Tuesday, 7 January 2014

Healthy discontent is the prelude to progress

Back in the mists of Internet time (2002) when spirits were brave, the stakes were high, men were real men, women were real women and small furry creatures from Alpha Centauri were real small furry creatures from Alpha Centauri there were few hosting options for a budding open source project.

Despite the meteoric rise of many dot com companies in the early noughties a project either had to go it alone by running everything themselves or pick from a small selection of companies that had not yet worked out how to turn free hosting into money.

One such company, arguably the first, was VA Research with their SourceForge system. Many projects used their platform including a small niche web browser called NetSurf. For years the service was great, there were rough edges but nothing awful.

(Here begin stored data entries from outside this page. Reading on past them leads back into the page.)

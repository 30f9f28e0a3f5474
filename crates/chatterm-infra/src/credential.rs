//! Environment lookup for credentials and endpoint overrides.
//!
//! Read-only: values are taken from the process environment once at
//! startup and handed to the layered resolver in `chatterm-core`.

use chatterm_core::config::EnvValues;

/// Read one variable. Missing or non-Unicode values count as absent.
fn var(key: &str) -> Option<String> {
    match std::env::var(key) {
        Ok(val) => Some(val),
        Err(std::env::VarError::NotPresent) => None,
        Err(std::env::VarError::NotUnicode(_)) => {
            tracing::warn!("{key} is set but is not valid Unicode, ignoring it");
            None
        }
    }
}

/// Snapshot every environment variable chatterm reads.
pub fn env_values() -> EnvValues {
    env_values_with(var)
}

fn env_values_with(lookup: impl Fn(&str) -> Option<String>) -> EnvValues {
    EnvValues {
        chatterm_api_key: lookup("CHATTERM_API_KEY"),
        openai_api_token: lookup("OPENAI_API_TOKEN"),
        openai_api_key: lookup("OPENAI_API_KEY"),
        openai_base_url: lookup("OPENAI_BASE_URL"),
        chatterm_model: lookup("CHATTERM_MODEL"),
    }
}
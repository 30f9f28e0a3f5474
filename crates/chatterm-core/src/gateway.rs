//! CompletionGateway trait definition.
//!
//! The session engine talks to the remote endpoint only through this
//! trait. Implementations live in chatterm-infra (e.g.
//! `OpenAiCompatGateway`); tests substitute in-memory gateways.

use std::future::Future;

use chatterm_types::error::GatewayError;
use chatterm_types::wire::PendingRequest;

/// Exchanges a full transcript for one assistant reply.
///
/// Uses native async fn in traits (RPITIT, Rust 2024 edition).
/// Implementations make exactly one attempt, never retry, and never
/// substitute a default reply for a failure. They must not mutate the
/// transcript; the caller owns appending.
pub trait CompletionGateway: Send + Sync {
    /// Human-readable gateway name (e.g. "openai").
    fn name(&self) -> &str;

    /// Send the request and return the assistant's text content exactly as
    /// received.
    fn complete(
        &self,
        request: PendingRequest<'_>,
    ) -> impl Future<Output = Result<String, GatewayError>> + Send;
}

impl<G: CompletionGateway> CompletionGateway for &G {
    fn name(&self) -> &str {
        (**self).name()
    }

    fn complete(
        &self,
        request: PendingRequest<'_>,
    ) -> impl Future<Output = Result<String, GatewayError>> + Send {
        (**self).complete(request)
    }
}
//! Request/response shapes for OpenAI-compatible chat-completions endpoints.
//!
//! Only the request side is strongly typed. Reply bodies are validated
//! field by field (see `chatterm_infra::gateway::validate`) so that a
//! malformed reply can be reported by the first field that is missing.

use serde::{Deserialize, Serialize};

use crate::transcript::Turn;

/// One gateway call: the transcript snapshot plus the model to run it on.
///
/// Borrowed from the session for the duration of the call only.
#[derive(Debug, Clone, Copy)]
pub struct PendingRequest<'a> {
    pub model: &'a str,
    pub turns: &'a [Turn],
    pub temperature: Option<f32>,
}

/// Body of `POST {base_url}/chat/completions`.
#[derive(Debug, Serialize)]
pub struct ChatCompletionRequest<'a> {
    pub model: &'a str,
    pub messages: &'a [Turn],
    #[serde(skip_serializing_if = "Option::is_none")]
    pub temperature: Option<f32>,
}

impl<'a> From<PendingRequest<'a>> for ChatCompletionRequest<'a> {
    fn from(request: PendingRequest<'a>) -> Self {
        Self {
            model: request.model,
            messages: request.turns,
            temperature: request.temperature,
        }
    }
}

/// Body of `GET {base_url}/models`.
#[derive(Debug, Clone, Deserialize)]
pub struct ModelList {
    #[serde(default)]
    pub data: Vec<ModelEntry>,
}

/// A single entry of a model listing.
#[derive(Debug, Clone, Deserialize)]
pub struct ModelEntry {
    pub id: String,
}
//! OpenAiCompatGateway -- concrete [`CompletionGateway`] for any
//! OpenAI-compatible chat-completions endpoint.
//!
//! Sends `POST {base_url}/chat/completions` with bearer authentication and
//! the full transcript as `messages`. One attempt per call: no retry, no
//! request timeout.
//!
//! The API key is wrapped in [`secrecy::SecretString`] and is never logged
//! or included in `Debug` output.

pub mod validate;

use secrecy::{ExposeSecret, SecretString};

use chatterm_core::gateway::CompletionGateway;
use chatterm_types::config::SessionConfig;
use chatterm_types::error::{GatewayError, MalformedResponse};
use chatterm_types::wire::{ChatCompletionRequest, ModelList, PendingRequest};

use self::validate::extract_reply;

/// Chat-completions client for OpenAI and compatible gateways.
///
/// # API Key Security
///
/// The API key is stored as a [`SecretString`] and is only exposed when
/// building the `Authorization` header. The type does not derive `Debug`.
pub struct OpenAiCompatGateway {
    client: reqwest::Client,
    api_key: SecretString,
    base_url: String,
}

impl OpenAiCompatGateway {
    /// Create a gateway for the endpoint and credential in `config`.
    pub fn new(config: &SessionConfig) -> Result<Self, GatewayError> {
        let client = reqwest::Client::builder()
            .user_agent(concat!("chatterm/", env!("CARGO_PKG_VERSION")))
            .build()
            .map_err(|e| GatewayError::Transport {
                message: format!("failed to create HTTP client: {e}"),
            })?;

        Ok(Self {
            client,
            api_key: SecretString::from(config.api_key.expose_secret().to_owned()),
            base_url: config.base_url.trim_end_matches('/').to_string(),
        })
    }

    pub fn base_url(&self) -> &str {
        &self.base_url
    }

    /// Build the full API URL for a given path.
    fn url(&self, path: &str) -> String {
        format!("{}{}", self.base_url, path)
    }

    /// List the model identifiers the endpoint offers (`GET /models`).
    pub async fn list_models(&self) -> Result<Vec<String>, GatewayError> {
        let url = self.url("/models");
        tracing::debug!(%url, "listing models");

        let response = self
            .client
            .get(&url)
            .bearer_auth(self.api_key.expose_secret())
            .send()
            .await
            .map_err(|e| GatewayError::Transport {
                message: format!("HTTP request failed: {e}"),
            })?;

        let body = checked_body(response).await?;
        let list: ModelList = serde_json::from_str(&body)
            .map_err(|e| MalformedResponse::InvalidJson(e.to_string()))?;

        Ok(list.data.into_iter().map(|entry| entry.id).collect())
    }
}

/// Read the body of a response, turning non-2xx statuses into errors.
async fn checked_body(response: reqwest::Response) -> Result<String, GatewayError> {
    let status = response.status();
    let body = response.text().await.map_err(|e| GatewayError::Transport {
        message: format!("failed to read response body: {e}"),
    })?;

    if !status.is_success() {
        tracing::debug!(status = status.as_u16(), "endpoint returned an error status");
        return Err(match status.as_u16() {
            401 => GatewayError::AuthenticationFailed { status: 401, body },
            429 => GatewayError::RateLimited { status: 429, body },
            code => GatewayError::Status { status: code, body },
        });
    }

    Ok(body)
}

impl CompletionGateway for OpenAiCompatGateway {
    fn name(&self) -> &str {
        "openai-compat"
    }

    async fn complete(&self, request: PendingRequest<'_>) -> Result<String, GatewayError> {
        let body = ChatCompletionRequest::from(request);
        let url = self.url("/chat/completions");
        tracing::debug!(%url, model = body.model, messages = body.messages.len(), "chat completion request");

        let response = self
            .client
            .post(&url)
            .bearer_auth(self.api_key.expose_secret())
            .json(&body)
            .send()
            .await
            .map_err(|e| GatewayError::Transport {
                message: format!("HTTP request failed: {e}"),
            })?;

        let text = checked_body(response).await?;
        Ok(extract_reply(&text)?)
    }
}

Netsurf issue tracker in the new SourceForge interface
Over time the NetSurf projects requirements grew beyond what SourceForge could provide and service after service was migrated away eventually all that was left was the bug tracking system. This remained the state of affairs until mid 2013 when SourceForge forced a migration to their new platform which made them unsuitable for the projects use case.

Aside from the issue trackers questionable user interface SourceForge had started aggressively placing advertising throughout their platform. Some of the placements so inadvisable that projects started taking the decision to leave.

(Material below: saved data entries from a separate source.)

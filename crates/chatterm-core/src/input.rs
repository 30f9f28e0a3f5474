//! Input source port for the session loop.
//!
//! An input source blocks (cooperatively) until the user has finished one
//! submission, which may span many lines, and reports it as an event. The
//! submit gesture and the end-session gesture are distinct events rather
//! than flags the loop has to poll.

use std::future::Future;
use std::io;

/// What the user did at the prompt.
#[derive(Debug, Clone, PartialEq, Eq)]
pub enum InputEvent {
    /// The buffer was submitted with the explicit submit gesture.
    Submit(String),
    /// The user asked to end the session (e.g. Ctrl+Q).
    EndSession,
}

/// Produces one [`InputEvent`] per call.
pub trait InputSource {
    /// Wait for the next complete submission or end-of-session gesture.
    fn next_event(&mut self) -> impl Future<Output = io::Result<InputEvent>>;
}
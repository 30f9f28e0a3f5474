//! Infrastructure layer for chatterm.
//!
//! Contains the adapters behind the ports defined in `chatterm-core`:
//! the OpenAI-compatible HTTP gateway, `config.toml` loading, credential
//! lookup in the environment, and context seeding from man pages and files.

pub mod config;
pub mod credential;
pub mod gateway;
pub mod seed;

While I appreciate that SourceForge had to make money to provide a service they appear to have sown discontent within a large part of their user base without understanding that there are a number of alternatives solutions with a much less onerous funding model.

NetSurf used this as an opportunity to move the remaining issue tracking service to our own infrastructure. Rob Kendrick proceeded to evaluate several solutions and in December 2013 I finally found the time to migrate an XML dump of the old data from SourceForge into MantisBT.

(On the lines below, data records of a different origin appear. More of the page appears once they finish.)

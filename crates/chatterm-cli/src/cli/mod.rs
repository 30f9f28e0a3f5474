//! Command-line definitions and startup for the `chatterm` binary.
//!
//! Uses clap derive macros for argument parsing. There are no subcommands:
//! the binary starts an interactive session unless `--list-models` asks
//! for a one-shot listing.

pub mod chat;
pub mod context;
pub mod models;

use std::path::PathBuf;

use anyhow::Context as _;
use clap::Parser;
use console::style;

use chatterm_core::config::{ConfigInputs, FlagValues, resolve_session_config};
use chatterm_core::session::ChatSession;
use chatterm_infra::config::{config_path, load_file_config, resolve_home_dir};
use chatterm_infra::credential::env_values;
use chatterm_infra::gateway::OpenAiCompatGateway;

use self::chat::banner::{print_seed_note, print_welcome_banner};
use self::chat::input::TerminalInput;
use self::chat::renderer::ChatRenderer;
use self::chat::spinner::Spinner;
use self::chat::view::TerminalView;
use self::context::{SeedOutcome, SeedRequest};

/// Chat with OpenAI-compatible models from the terminal.
#[derive(Parser, Debug)]
#[command(name = "chatterm", version, about, long_about = None)]
pub struct Cli {
    /// Prompt for the API key (input is hidden).
    #[arg(long)]
    pub api_key_prompt: bool,

    /// Model to use for the conversation.
    #[arg(short, long)]
    pub model: Option<String>,

    /// Base URL of the OpenAI-compatible API.
    #[arg(long)]
    pub base_url: Option<String>,

    /// System prompt placed before the conversation.
    #[arg(long = "system")]
    pub system_prompt: Option<String>,

    /// Sampling temperature.
    #[arg(long)]
    pub temperature: Option<f32>,

    /// List the models the endpoint offers and exit.
    #[arg(short, long)]
    pub list_models: bool,

    /// Learn about a program using its man page.
    #[arg(short, long, value_name = "NAME", conflicts_with = "code_helper")]
    pub software: Option<String>,

    /// Get help with the code in a file.
    #[arg(short, long, value_name = "FILE")]
    pub code_helper: Option<PathBuf>,

    /// Suppress all log output except errors.
    #[arg(long)]
    pub quiet: bool,

    /// Detailed logs (-v for debug, -vv for trace).
    #[arg(short, long, action = clap::ArgAction::Count)]
    pub verbose: u8,
}

impl Cli {
    fn seed_request(&self) -> Option<SeedRequest> {
        if let Some(program) = &self.software {
            return Some(SeedRequest::Software(program.clone()));
        }
        self.code_helper.clone().map(SeedRequest::File)
    }
}

/// Resolve configuration, then run the listing or the interactive session.
pub async fn run(cli: Cli) -> anyhow::Result<()> {
    if cfg!(windows) && cli.software.is_some() {
        anyhow::bail!("the man page functionality is not available on Windows");
    }

    let home_dir = resolve_home_dir();
    let file = load_file_config(&home_dir).await;

    let api_key = if cli.api_key_prompt {
        Some(prompt_api_key()?)
    } else {
        None
    };

    let config = resolve_session_config(ConfigInputs {
        flags: FlagValues {
            api_key,
            base_url: cli.base_url.clone(),
            model: cli.model.clone(),
            temperature: cli.temperature,
            system_prompt: cli.system_prompt.clone(),
        },
        env: env_values(),
        file,
        config_path: config_path(&home_dir).display().to_string(),
    })?;
    tracing::info!(base_url = %config.base_url, model = %config.model, "configuration resolved");

    let gateway = OpenAiCompatGateway::new(&config).context("failed to set up the API client")?;

    if cli.list_models {
        return models::print_models(&gateway).await;
    }

    chat::prepare_terminal();

    let seed = match cli.seed_request() {
        Some(request) => Some(context::gather(&request).await),
        None => None,
    };

    let renderer = ChatRenderer::new();
    let mut view = TerminalView::stdout(renderer);
    let mut session = ChatSession::new(gateway, &config);

    match seed {
        Some(SeedOutcome::Seeded { text, note }) => {
            print_seed_note(&note);
            session = session.with_seed(text);
        }
        Some(SeedOutcome::Failed { note }) => {
            view.show_note(&note);
            session.set_last_reply(note);
        }
        None => print_welcome_banner(&config.model, &config.base_url),
    }

    let mut input = TerminalInput::new();
    session.run(&mut input, &mut view, &Spinner).await;

    Ok(())
}

fn prompt_api_key() -> anyhow::Result<String> {
    let key = dialoguer::Password::new()
        .with_prompt("Please enter your API key")
        .interact()
        .context("failed to read the API key")?;
    println!(
        "  {}",
        style(
            "The key is only kept for this session. Set CHATTERM_API_KEY or add api_key to config.toml to skip this prompt."
        )
        .dim()
    );
    Ok(key)
}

Migrating data from one database into another via incompatible formats took me back to my roots. My early career started with programming tasks moving historical business data from ancient large systems which were about to be scrapped to modern Sparc based systems. Later I would be in a role where financial data needed to be retrieved from obsolete proprietary systems and moved into databases on x86 servers.

My experience in this field was not really stretched as it turns out that modern systems can process a few tens of megabytes in seconds rather than the days for a run in my youth! So some ugly perl scripts and a few hours later I had a nice shiny SQL database filled with NetSurfs bugs and MantisBT instance configured to use them.

NetSurf MantisBT instance showing most recently updated open bugs
Then came the hard bit, triaging all the open bugs, fixing up all the bugs submitted as an anonymous user but with email addresses in, removing duplicates and checking every open bug was still valid took almost two weeks of tedious drudge.

I set up an initial bug workflow within the system that the project developers are still fine tuning to better suit their needs but overall Mantis is proving a very flexible tool. The main deficiencies center around configuration for the projects useage, especially removing unused fields from filters and making the workflow more intuitive..

The resulting system is now getting bug reports submitted again where the sourceforge system had had three in the six months since the forced migration.

The issue tracker is once more a useful tool for the developers allowing us to focus on areas actually causing problems for our users and allowing us to see progress we are making fixing issues.

Overall this was a successful migration and provides a platform the NetSurf project can control where we can offer guarantees to our users about their personal information usage and having a clean rapid interface with no advertisements.